Pemerintah memang tidak seharusnya menganaktirikan sekolah-sekolah swasta. Toh semua anak yang mengenyam pendidikan di sekolah-sekolah swasta adalah anak-anak dari negeri ini juga.
Apakah mereka yang sekolah di sekolah swasta tidak ingin sekolah di sekolah negeri, saya kira tidak juga. Faktanya banyak anak ingin mengenyam pendidikan di sekolah-sekolah negeri yang sudah disiapkan pemerintah. Tetapi sekolah-sekolah negeri tersebut tidak bisa mengakomodir mereka semua karena terkendala kuota.
Jalan keluar bagi anak-anak ini agar tidak putus sekolah, ya harus masuk sekolah-sekolah swasta.
Sekolah-sekolah swasta bukannya tidak berkualitas. Tetapi sekolah-sekolah swasta tidak bisa menyediakan sarana prasarana yang memadai untuk para peserta didiknya.

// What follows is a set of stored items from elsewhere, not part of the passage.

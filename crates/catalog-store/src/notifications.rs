//! # Notification Store
//!
//! The per-user activity feed.
//!
//! ```text
//! DataStore / AuthStore ──notify()──► [newest, ..., oldest] ──► "notifications"
//!                                           │
//!               for_user(id) / unread_count(id) (tab badge)
//! ```
//!
//! Every user's notifications share one list; reads filter by `user_id`.
//! Entries are never removed.

use std::sync::Arc;

use catalog_core::{Notification, NotificationKind};
use chrono::Utc;
use tokio::sync::Mutex;
use tracing::{debug, info};
use uuid::Uuid;

use crate::error::{StoreError, StoreResult};
use crate::storage::{keys, load_json, save_json, SharedStorage};

/// Handle to the notification feed. Clones share the same feed.
#[derive(Clone)]
pub struct NotificationStore {
    notifications: Arc<Mutex<Vec<Notification>>>,
    storage: SharedStorage,
}

impl NotificationStore {
    /// Restores the feed from storage (empty if nothing is stored).
    pub async fn load(storage: SharedStorage) -> StoreResult<Self> {
        let notifications: Vec<Notification> = load_json(storage.as_ref(), keys::NOTIFICATIONS)
            .await?
            .unwrap_or_default();

        info!(count = notifications.len(), "Notification feed loaded");

        Ok(NotificationStore {
            notifications: Arc::new(Mutex::new(notifications)),
            storage,
        })
    }

    /// Records a new unread notification for `user_id` at the head of the feed.
    pub async fn notify(
        &self,
        user_id: &str,
        kind: NotificationKind,
        message: impl Into<String>,
    ) -> StoreResult<Notification> {
        let notification = Notification {
            id: Uuid::new_v4().to_string(),
            user_id: user_id.to_string(),
            message: message.into(),
            kind,
            timestamp: Utc::now(),
            read: false,
        };

        debug!(user_id = %user_id, kind = %kind, "Adding notification");

        let mut notifications = self.notifications.lock().await;
        notifications.insert(0, notification.clone());
        save_json(self.storage.as_ref(), keys::NOTIFICATIONS, &*notifications).await?;

        Ok(notification)
    }

    /// Marks one notification as read.
    pub async fn mark_as_read(&self, id: &str) -> StoreResult<()> {
        let mut notifications = self.notifications.lock().await;

        let notification = notifications
            .iter_mut()
            .find(|n| n.id == id)
            .ok_or_else(|| StoreError::not_found("Notification", id))?;
        notification.read = true;

        save_json(self.storage.as_ref(), keys::NOTIFICATIONS, &*notifications).await
    }

    /// Marks every notification of `user_id` as read.
    ///
    /// ## Returns
    /// How many notifications changed.
    pub async fn mark_all_as_read(&self, user_id: &str) -> StoreResult<usize> {
        let mut notifications = self.notifications.lock().await;

        let mut changed = 0;
        for n in notifications.iter_mut().filter(|n| n.user_id == user_id && !n.read) {
            n.read = true;
            changed += 1;
        }

        debug!(user_id = %user_id, changed, "Marked notifications as read");
        save_json(self.storage.as_ref(), keys::NOTIFICATIONS, &*notifications).await?;

        Ok(changed)
    }

    /// The feed of `user_id`, newest first.
    pub async fn for_user(&self, user_id: &str) -> Vec<Notification> {
        self.notifications
            .lock()
            .await
            .iter()
            .filter(|n| n.user_id == user_id)
            .cloned()
            .collect()
    }

    /// Unread notifications of `user_id`.
    pub async fn unread_count(&self, user_id: &str) -> usize {
        self.notifications
            .lock()
            .await
            .iter()
            .filter(|n| n.user_id == user_id && !n.read)
            .count()
    }

    /// Every notification of every user, newest first.
    pub async fn all(&self) -> Vec<Notification> {
        self.notifications.lock().await.clone()
    }
}

#[cfg(test)]
mod tests {
    use super::*;
    use crate::storage::{KeyValueStore, MemoryKeyValueStore};

    async fn store() -> (NotificationStore, Arc<MemoryKeyValueStore>) {
        let memory = Arc::new(MemoryKeyValueStore::new());
        let store = NotificationStore::load(memory.clone()).await.unwrap();
        (store, memory)
    }

    #[tokio::test]
    async fn test_newest_first() {
        let (store, _) = store().await;
        store
            .notify("u-1", NotificationKind::ProductAdded, "first")
            .await
            .unwrap();
        store
            .notify("u-1", NotificationKind::ProductUpdated, "second")
            .await
            .unwrap();

        let feed = store.for_user("u-1").await;
        assert_eq!(feed.len(), 2);
        assert_eq!(feed[0].message, "second");
        assert!(!feed[0].read);
    }

    #[tokio::test]
    async fn test_mark_all_only_touches_one_user() {
        let (store, _) = store().await;
        store.notify("u-1", NotificationKind::ProductAdded, "a").await.unwrap();
        store.notify("u-2", NotificationKind::ProductAdded, "b").await.unwrap();
        store.notify("u-1", NotificationKind::ProductDeleted, "c").await.unwrap();

        assert_eq!(store.mark_all_as_read("u-1").await.unwrap(), 2);

        assert_eq!(store.unread_count("u-1").await, 0);
        assert_eq!(store.unread_count("u-2").await, 1);
        assert!(store.for_user("u-2").await.iter().all(|n| !n.read));
    }

    #[tokio::test]
    async fn test_mark_as_read() {
        let (store, _) = store().await;
        let n = store.notify("u-1", NotificationKind::ProfileUpdated, "x").await.unwrap();

        store.mark_as_read(&n.id).await.unwrap();
        assert_eq!(store.unread_count("u-1").await, 0);

        let err = store.mark_as_read("missing").await.unwrap_err();
        assert!(matches!(err, StoreError::NotFound { .. }));
    }

    #[tokio::test]
    async fn test_feed_survives_reload() {
        let (store, memory) = store().await;
        store.notify("u-1", NotificationKind::SellerAdded, "s").await.unwrap();

        let stored = memory.get(keys::NOTIFICATIONS).await.unwrap().unwrap();
        assert!(stored.contains("\"type\":\"seller_added\""));
        assert!(stored.contains("\"userId\":\"u-1\""));

        let reloaded = NotificationStore::load(memory).await.unwrap();
        assert_eq!(reloaded.all().await.len(), 1);
    }

    #[tokio::test]
    async fn test_failed_write_keeps_memory_state() {
        let (store, memory) = store().await;
        memory.fail_writes(true);

        let err = store
            .notify("u-1", NotificationKind::ProductAdded, "a")
            .await
            .unwrap_err();
        assert!(matches!(err, StoreError::Persistence { .. }));
        assert_eq!(store.unread_count("u-1").await, 1);
    }
}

Ini berbanding terbalik dengan sekolah-sekolah negeri yang memang mendapat support penuh dari pemerintah.
Hal yang kemudian menjadi ganjil, bagaimana kita harus mengukur indeks keberhasilan pendidikan kita bila tidak ada keadilan dalam perlakuan terhadap sekolah swasta dan negeri?

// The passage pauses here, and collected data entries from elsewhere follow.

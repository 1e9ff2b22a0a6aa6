//! # catalog-db: Database Layer for the Catalog
//!
//! This crate provides the durable side of the catalog's key-value storage.
//! It uses SQLite with sqlx for async operations.
//!
//! ## Architecture Position
//! ```text
//! ┌─────────────────────────────────────────────────────────────────────────┐
//! │                        Catalog Data Flow                                │
//! │                                                                         │
//! │  DataStore::add_product                                                │
//! │       │  (serialize collection to JSON)                                 │
//! │       ▼                                                                 │
//! │  ┌─────────────────────────────────────────────────────────────────┐   │
//! │  │                   catalog-db (THIS CRATE)                       │   │
//! │  │                                                                 │   │
//! │  │   ┌───────────────┐    ┌───────────────┐    ┌──────────────┐  │   │
//! │  │   │   Database    │    │  Repository   │    │  Migrations  │  │   │
//! │  │   │   (pool.rs)   │◄───│   (kv.rs)     │    │  (embedded)  │  │   │
//! │  │   └───────────────┘    └───────────────┘    └──────────────┘  │   │
//! │  │                                                                 │   │
//! │  └─────────────────────────────────────────────────────────────────┘   │
//! │       │                                                                 │
//! │       ▼                                                                 │
//! │  SQLite file (path from CatalogConfig)                                 │
//! └─────────────────────────────────────────────────────────────────────────┘
//! ```
//!
//! ## Usage
//!
//! ```rust,ignore
//! use catalog_db::{Database, DbConfig};
//!
//! let db = Database::new(DbConfig::new("catalog.db")).await?;
//! db.kv().set("theme", "\"dark\"").await?;
//! ```

// =============================================================================
// Module Declarations
// =============================================================================

pub mod error;
pub mod migrations;
pub mod pool;
pub mod repository;

// =============================================================================
// Re-exports
// =============================================================================

pub use error::{DbError, DbResult};
pub use pool::{Database, DbConfig};
pub use repository::kv::KeyValueRepository;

Apabila pemerintah telah memperlakukan semua sekolah baik swasta maupun negeri secara adil, maka boleh mengukur ketercapaian dan keberhasilan pendidikan kita.
Tetapi itu pun belum juga bisa dilakukan mengingat karakteristik setiap daerah di seluruh negara ini berbeda antara satu dengan yang lain. Tidak bisa menyamakannya dari Sabang sampai Merauke.
Kembali ke soal P3K. Penempatan guru lulusan P3K kembali ke sekolah dasar dinilai sebagai gagasan yang baik karena dapat dipastikan kinerja akan semakin membaik dengan adanya gaji dari pemerintah.